Vier, funf, sechs… — Четыре, пять, шесть… (нем.)

29

Allez-vous-en. — Пошли вон. (франц.)

30

Grand merci. — Большое спасибо. (франц.)

31

Danke sehr. — Благодарю. (нем.)

32

Ordinaire. — Обычная. (франц.)

33

11 декабря 1928 года — премьера в Камерном театре, режиссер А. Я. Таиров совместно с Л. Л. Лукьяновым, художник В. Ф. Рындин, музыка А. К. Метнера, танцы Н. Глан. Главные исполнители: И. И. Аркадин, П. А. Бакшеев, Н. И. Быков, Е. Вибер, В Ганшин, С. Гортинский, В. Карманов, В. Матисен, Н. Соколов, С. Тихонравов, Ю. Хмельницкий, С. Ценин и др. В конце мая 1929 года спектакль был исключен из репертуара театра после того, как стало широко известно письмо И. В. Сталина В. Н. Билль-Белоцерковскому, в котором, в частности, говорилось: «4. Верно, что т. Свидерский сплошь и рядом допускает самые невероятные ошибки и искривления. Но верно также и то, что Репертком в своей работе допускает не меньше ошибок, хотя и в другую сторону. Вспомните „Багровый остров“, „Заговор равных“ и тому подобную макулатуру, почему-то охотно пропускаемую для действительно буржуазного Камерного театра». (Сочинения, т. 11, М., 1955, с. 328–329.)

После этого письма, написанного 2 февраля 1929 года, обострились гонения на спектакль «Багровый остров», с успехом шедший в театре. И наконец, Художественный совет через полгода после премьеры принял решение снять спектакль из репертуара театра:

«1. Пьеса „Багровый остров если и может быть причислена к жанру сатиры, то только как сатира, направленная своим острием против советской общественности в целом, но не против элементов приспособленчества и бюрократизма, как это представляют себе постановщики.

2 Пьеса не может считаться художественным произведением, имеющим какую-либо ценность для тех творческих возможностей, которыми располагает Камерный театр.

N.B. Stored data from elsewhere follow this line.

//! REPL 模式（交互式 Shell）
//!
//! 专用输入线程 + 有界通道：rustyline 在自己的线程里阻塞读取并保留历史，
//! 主任务通过 `tokio::select!` 同时等待输入与 Ctrl+C。

use anyhow::{Result, anyhow};
use crossbeam_channel::{Receiver, bounded};
use rustyline::Editor;
use rustyline::error::ReadlineError;
use rustyline::history::DefaultHistory;
use std::path::{Path, PathBuf};
use std::thread;

use crate::session::{Session, help_lines};

/// 输入线程发给主任务的消息
#[derive(Debug, Clone, PartialEq, Eq)]
enum Input {
    Line(String),
    Interrupted,
    Exit,
}

/// REPL 输入（专用输入线程）
struct ReplInput {
    rx: Receiver<Input>,
    _input_thread: thread::JoinHandle<Result<()>>,
}

impl ReplInput {
    fn new() -> Self {
        let (tx, rx) = bounded::<Input>(10);

        // Editor 在输入线程内创建，生命周期与会话相同
        let input_thread = thread::spawn(move || {
            let mut rl = Editor::<(), DefaultHistory>::new()
                .map_err(|e| anyhow!("Failed to initialize readline: {}", e))?;
            let history = history_path();
            if let Some(path) = &history {
                rl.load_history(path).ok();
            }

            loop {
                match rl.readline("ace> ") {
                    Ok(line) => {
                        let line = line.trim().to_string();
                        if line.is_empty() {
                            continue;
                        }
                        let _ = rl.add_history_entry(line.as_str());
                        if line == "exit" || line == "quit" {
                            let _ = tx.send(Input::Exit);
                            break;
                        }
                        if tx.send(Input::Line(line)).is_err() {
                            break;
                        }
                    },
                    Err(ReadlineError::Interrupted) => {
                        println!("^C");
                        let _ = tx.send(Input::Interrupted);
                    },
                    Err(ReadlineError::Eof) => {
                        let _ = tx.send(Input::Exit);
                        break;
                    },
                    Err(err) => {
                        eprintln!("Error: {:?}", err);
                        let _ = tx.send(Input::Exit);
                        break;
                    },
                }
            }

            if let Some(path) = &history {
                rl.save_history(path).ok();
            }
            Ok(())
        });

        Self {
            rx,
            _input_thread: input_thread,
        }
    }

    /// 等待下一条输入（输入线程退出后返回 `None`）
    async fn recv(&self) -> Option<Input> {
        let rx = self.rx.clone();
        tokio::task::spawn_blocking(move || rx.recv()).await.ok().and_then(|r| r.ok())
    }
}

fn history_path() -> Option<PathBuf> {
    dirs::data_dir().map(|dir| dir.join("ace_cli_history"))
}

/// 运行 REPL
pub async fn run_repl(config: &Path) -> Result<()> {
    let session = Session::load(config)?;
    let input = ReplInput::new();

    println!("ACE CLI v{} - {}", env!("CARGO_PKG_VERSION"), config.display());
    println!("Type 'help' for commands, 'exit' to quit");
    println!();

    loop {
        tokio::select! {
            message = input.recv() => {
                match message {
                    Some(Input::Line(line)) => match line.as_str() {
                        "help" => {
                            for out in help_lines() {
                                println!("{}", out);
                            }
                        },
                        _ => match session.handle(&line) {
                            Ok(output) => {
                                for out in output {
                                    println!("{}", out);
                                }
                            },
                            Err(err) => eprintln!("❌ {}", err),
                        },
                    },
                    Some(Input::Interrupted) => continue,
                    Some(Input::Exit) | None => break,
                }
            }

            _ = tokio::signal::ctrl_c() => {
                eprintln!();
                break;
            }
        }
    }

    Ok(())
}
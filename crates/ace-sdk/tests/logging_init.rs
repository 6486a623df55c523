//! 日志初始化测试（独立进程：全局 subscriber 只能安装一次）

use ace_sdk::{LoggingError, init_logging_with};

#[test]
fn test_init_once_then_error() {
    init_logging_with("ace_client=debug,info").unwrap();
    tracing::info!("logging ready");
    log::info!("forwarded from log");

    assert!(matches!(
        init_logging_with("info"),
        Err(LoggingError::Subscriber(_))
    ));
}
//! 开关量传感器电平
//!
//! 保存开关的最近一次电平（无历史缓冲），用于归零开关和张力开关。

use std::sync::Arc;
use std::sync::atomic::{AtomicBool, Ordering};

/// 开关电平（共享句柄）
///
/// # 使用场景
///
/// - 传感器边沿回调写入最新电平
/// - 归零循环在每次蠕动移动前读取电平
///
/// 克隆得到的句柄指向同一个电平，适合在 IO 侧与状态机之间共享。
///
/// # 示例
///
/// ```rust
/// use ace_driver::SwitchLevel;
///
/// let home = SwitchLevel::new(false);
/// let io_side = home.clone();
///
/// io_side.set(true);
/// assert!(home.get());
/// ```
#[derive(Debug, Clone, Default)]
pub struct SwitchLevel {
    inner: Arc<AtomicBool>,
}

impl SwitchLevel {
    /// 创建指定初始电平的开关
    pub fn new(level: bool) -> Self {
        Self {
            inner: Arc::new(AtomicBool::new(level)),
        }
    }

    /// 读取最近电平
    pub fn get(&self) -> bool {
        self.inner.load(Ordering::Acquire)
    }

    /// 写入最新电平，返回之前的电平
    pub fn set(&self, level: bool) -> bool {
        self.inner.swap(level, Ordering::AcqRel)
    }
}
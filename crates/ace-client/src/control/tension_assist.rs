//! 张力辅助控制器
//!
//! 打印过程中，当前通道的张力开关报告"拉紧"时，通过共享驱动电机送出一段耗材以释放张力。
//!
//! # 模式
//!
//! - **Active**：启用期间选择器保持在当前通道的 LOAD 位置，上升沿触发送料
//! - **Passive**：选择器保持在 FREE 位置，边沿只记录不送料
//!
//! # 触发条件
//!
//! 上升沿触发送料需要同时满足：
//! - 主动模式且已启用
//! - 宿主就绪、正在打印、未暂停、未在换料
//! - 距上次送料不少于最小间隔（默认 0.5s，单调时钟）
//!
//! # 使用示例
//!
//! ```rust
//! use ace_client::control::{TensionAssist, TensionSettings};
//! use ace_driver::mock::MockPrintMonitor;
//! use ace_protocol::AssistMode;
//! use std::sync::Arc;
//! use std::time::Instant;
//!
//! let print = Arc::new(MockPrintMonitor::printing_with("lane1"));
//! let assist = TensionAssist::new("ACE_tension1", TensionSettings::default(), print);
//!
//! // 被动模式：边沿只记录电平
//! assert!(!assist.on_tension_edge(Instant::now(), true));
//! assert!(assist.tension_level());
//! assert_eq!(assist.mode(), AssistMode::Passive);
//! assert_eq!(assist.buffer_status(), "Disabled");
//! ```

use crate::error::SelectorError;
use crate::lane::Lane;
use crate::status::TensionStatus;
use ace_driver::{MoveCommand, PrintMonitor};
use ace_protocol::AssistMode;
use parking_lot::Mutex;
use std::fmt;
use std::sync::Arc;
use std::time::{Duration, Instant};
use tracing::{debug, error, info, trace, warn};

/// 默认最小送料间隔
pub const MIN_ASSIST_INTERVAL: Duration = Duration::from_millis(500);

/// 控制器运行参数
#[derive(Debug, Clone, Copy, PartialEq)]
pub struct TensionSettings {
    /// 初始模式
    pub assist_mode: AssistMode,
    /// 每次送料长度（mm）
    pub feed_length: f64,
    /// 送料速度（mm/s）
    pub feed_speed: f64,
    /// 送料加速度（mm/s²）
    pub feed_accel: f64,
    /// 保留参数
    pub hub_retract_distance: f64,
    /// 两次送料之间的最小间隔
    pub min_assist_interval: Duration,
    /// 将送料诊断日志从 trace 提升到 debug
    pub debug: bool,
    /// 是否在界面中显示传感器
    pub show_sensors: bool,
}

impl Default for TensionSettings {
    fn default() -> Self {
        Self {
            assist_mode: AssistMode::Passive,
            feed_length: 10.0,
            feed_speed: 50.0,
            feed_accel: 400.0,
            hub_retract_distance: 20.0,
            min_assist_interval: MIN_ASSIST_INTERVAL,
            debug: false,
            show_sensors: false,
        }
    }
}

#[derive(Debug, Default)]
struct ControllerState {
    enabled: bool,
    mode: AssistMode,
    current_lane: Option<Arc<Lane>>,
    /// 曾经绑定过的通道（按绑定顺序）
    bound_lanes: Vec<String>,
    tension_level: bool,
    last_assist: Option<Instant>,
}

/// 张力辅助控制器
pub struct TensionAssist {
    name: String,
    settings: TensionSettings,
    print: Arc<dyn PrintMonitor>,
    state: Mutex<ControllerState>,
}

impl fmt::Debug for TensionAssist {
    fn fmt(&self, f: &mut fmt::Formatter<'_>) -> fmt::Result {
        f.debug_struct("TensionAssist")
            .field("name", &self.name)
            .field("settings", &self.settings)
            .field("state", &*self.state.lock())
            .finish()
    }
}

impl TensionAssist {
    /// 创建控制器（初始为禁用状态）
    pub fn new(
        name: impl Into<String>,
        settings: TensionSettings,
        print: Arc<dyn PrintMonitor>,
    ) -> Self {
        Self {
            name: name.into(),
            settings,
            print,
            state: Mutex::new(ControllerState {
                mode: settings.assist_mode,
                ..ControllerState::default()
            }),
        }
    }

    pub fn name(&self) -> &str {
        &self.name
    }

    pub fn settings(&self) -> &TensionSettings {
        &self.settings
    }

    pub fn is_enabled(&self) -> bool {
        self.state.lock().enabled
    }

    pub fn mode(&self) -> AssistMode {
        self.state.lock().mode
    }

    /// 张力开关最近电平
    pub fn tension_level(&self) -> bool {
        self.state.lock().tension_level
    }

    pub fn current_lane(&self) -> Option<Arc<Lane>> {
        self.state.lock().current_lane.clone()
    }

    /// 最近一次送料的时间
    pub fn last_assist(&self) -> Option<Instant> {
        self.state.lock().last_assist
    }

    // ==================== 状态转换 ====================

    /// 启用
    ///
    /// 没有当前通道时只记录警告，保持禁用。
    /// 启用后按模式将选择器移动到当前通道的 LOAD（主动）或 FREE（被动）。
    ///
    /// 定位失败（例如归零失败）时回滚为禁用状态并返回错误：
    /// 选择器位置未知，不能继续送料。
    pub fn enable(&self) -> Result<(), SelectorError> {
        let (lane, mode) = {
            let mut state = self.state.lock();
            let Some(lane) = state.current_lane.clone() else {
                warn!("{} cannot enable tension assist: no current lane", self.name);
                return Ok(());
            };
            state.enabled = true;
            (lane, state.mode)
        };
        info!(
            "{} tension assist enabled in {} mode for {}",
            self.name,
            mode,
            lane.name()
        );
        self.hold_position(&lane, mode)
    }

    /// 禁用（不移动选择器）
    pub fn disable(&self) {
        self.state.lock().enabled = false;
        info!("{} tension assist disabled", self.name);
    }

    /// 切换模式
    ///
    /// 已启用时立即按新模式重新定位选择器；定位失败时与 [`enable`](Self::enable) 一样回滚为禁用。
    pub fn set_mode(&self, mode: AssistMode) -> Result<(), SelectorError> {
        let reposition = {
            let mut state = self.state.lock();
            let previous = state.mode;
            state.mode = mode;
            info!(
                "{} tension assist mode changed from {} to {}",
                self.name, previous, mode
            );
            if state.enabled {
                state.current_lane.clone()
            } else {
                None
            }
        };
        match reposition {
            Some(lane) => self.hold_position(&lane, mode),
            None => Ok(()),
        }
    }

    /// 绑定当前通道（`None` 解除绑定）
    pub fn set_current_lane(&self, lane: Option<Arc<Lane>>) {
        let mut state = self.state.lock();
        if let Some(lane) = &lane {
            if !state.bound_lanes.iter().any(|name| name == lane.name()) {
                state.bound_lanes.push(lane.name().to_string());
            }
            debug!("{} bound to {}", self.name, lane.name());
        } else {
            debug!("{} unbound from lane", self.name);
        }
        state.current_lane = lane;
    }

    /// 按模式定位选择器，失败时禁用
    fn hold_position(&self, lane: &Arc<Lane>, mode: AssistMode) -> Result<(), SelectorError> {
        self.position_selector(lane, mode).inspect_err(|e| {
            self.state.lock().enabled = false;
            error!(
                "{} tension assist disabled, cannot position selector for {}: {}",
                self.name,
                lane.name(),
                e
            );
        })
    }

    fn position_selector(&self, lane: &Arc<Lane>, mode: AssistMode) -> Result<(), SelectorError> {
        let unit = lane.unit().ok_or_else(|| SelectorError::UnitDropped {
            lane: lane.name().to_string(),
        })?;
        unit.set_selector_position(lane, mode.selector_position())
    }

    // ==================== 传感器 ====================

    /// 张力开关边沿
    ///
    /// 总是记录电平；满足触发条件时执行一次阻塞送料。
    /// 返回是否触发了送料（送料本身失败也视为已触发）。
    pub fn on_tension_edge(&self, timestamp: Instant, state: bool) -> bool {
        let print_ok = self.print_allows_assist();
        let lane = {
            let mut controller = self.state.lock();
            controller.tension_level = state;
            if !(controller.enabled && controller.mode.is_active()) || !print_ok || !state {
                return false;
            }
            if let Some(last) = controller.last_assist {
                let elapsed = timestamp.saturating_duration_since(last);
                if elapsed < self.settings.min_assist_interval {
                    trace!(
                        "{} tension assist suppressed ({:?} since last feed)",
                        self.name, elapsed
                    );
                    return false;
                }
            }
            controller.last_assist = Some(timestamp);
            controller.current_lane.clone()
        };
        self.diagnostic(format_args!(
            "{} tension assist triggered at {:?}",
            self.name, timestamp
        ));
        self.feed(lane.as_deref());
        true
    }

    fn print_allows_assist(&self) -> bool {
        self.print.is_ready()
            && self.print.is_printing()
            && !self.print.is_paused()
            && !self.print.in_toolchange()
    }

    /// 执行一次送料；所有错误只记录日志
    fn feed(&self, lane: Option<&Lane>) {
        let Some(drive) = lane.and_then(|lane| lane.unit()).and_then(|u| u.drive_actuator()) else {
            error!(
                "{} cannot perform tension assist: drive actuator not found",
                self.name
            );
            return;
        };
        let command = MoveCommand::new(
            self.settings.feed_length,
            self.settings.feed_speed,
            self.settings.feed_accel,
        )
        .blocking();
        match drive.move_by(command) {
            Ok(()) => self.diagnostic(format_args!(
                "{} fed {}mm due to tension",
                self.name, self.settings.feed_length
            )),
            Err(e) => error!("{} error during tension assist: {}", self.name, e),
        }
    }

    fn diagnostic(&self, message: fmt::Arguments<'_>) {
        if self.settings.debug {
            debug!("{}", message);
        } else {
            trace!("{}", message);
        }
    }

    // ==================== 状态 ====================

    /// 缓冲状态描述
    pub fn buffer_status(&self) -> String {
        let state = self.state.lock();
        buffer_status(state.enabled, state.mode)
    }

    /// 状态快照
    pub fn status(&self) -> TensionStatus {
        let state = self.state.lock();
        TensionStatus {
            name: self.name.clone(),
            enabled: state.enabled,
            mode: state.mode,
            tension_state: state.tension_level,
            lanes: state.bound_lanes.clone(),
            current_lane: state.current_lane.as_ref().map(|l| l.name().to_string()),
            buffer_status: buffer_status(state.enabled, state.mode),
            feed_length: self.settings.feed_length,
            feed_speed: self.settings.feed_speed,
            show_sensors: self.settings.show_sensors,
        }
    }

    /// 多行可读状态报告（`QUERY_TENSION`）
    pub fn query_report(&self) -> String {
        let status = self.status();
        [
            format!("Tension Assist Status for {}:", status.name),
            format!("  Enabled: {}", status.enabled),
            format!("  Mode: {}", status.mode),
            format!(
                "  Tension Sensor State: {}",
                if status.tension_state {
                    "TRIGGERED"
                } else {
                    "Clear"
                }
            ),
            format!("  Feed Length: {:.1}mm", status.feed_length),
            format!("  Feed Speed: {:.1}mm/s", status.feed_speed),
            format!(
                "  Current Lane: {}",
                status.current_lane.as_deref().unwrap_or("None")
            ),
        ]
        .join("\n")
    }
}

fn buffer_status(enabled: bool, mode: AssistMode) -> String {
    if enabled {
        format!("{} mode enabled", mode.title())
    } else {
        "Disabled".to_string()
    }
}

3. Получив столь вредный идеологически и столь недоброкачественный драматургически материал, театр пытался сделать достаточно много для того, чтобы повернуть политическое острие пьесы в сторону приспособленчества, бюрократизма и головотяпства, затратив для этого немало творческой энергии. Однако это театру не удалось, ибо такое коренное изменение социального смысла пьесы в данном случае может быть осуществлено по линии радикальных переделок самой пьесы, но не по линии ее режиссерской трактовки.

Художественный совет считает, что выдача Реперткомом разрешения на постановку „Багрового острова“ является большой ошибкой, ударяющей по театру, общественное лицо которого никак не может быть символизировано пьесой „Багровый остров““ (ИРЛИ. ф. 369, № 118. л 4. Цитирую по книге: М. А. Булгаков. Пьесы 20-х годов. Л., 1989, с. 581).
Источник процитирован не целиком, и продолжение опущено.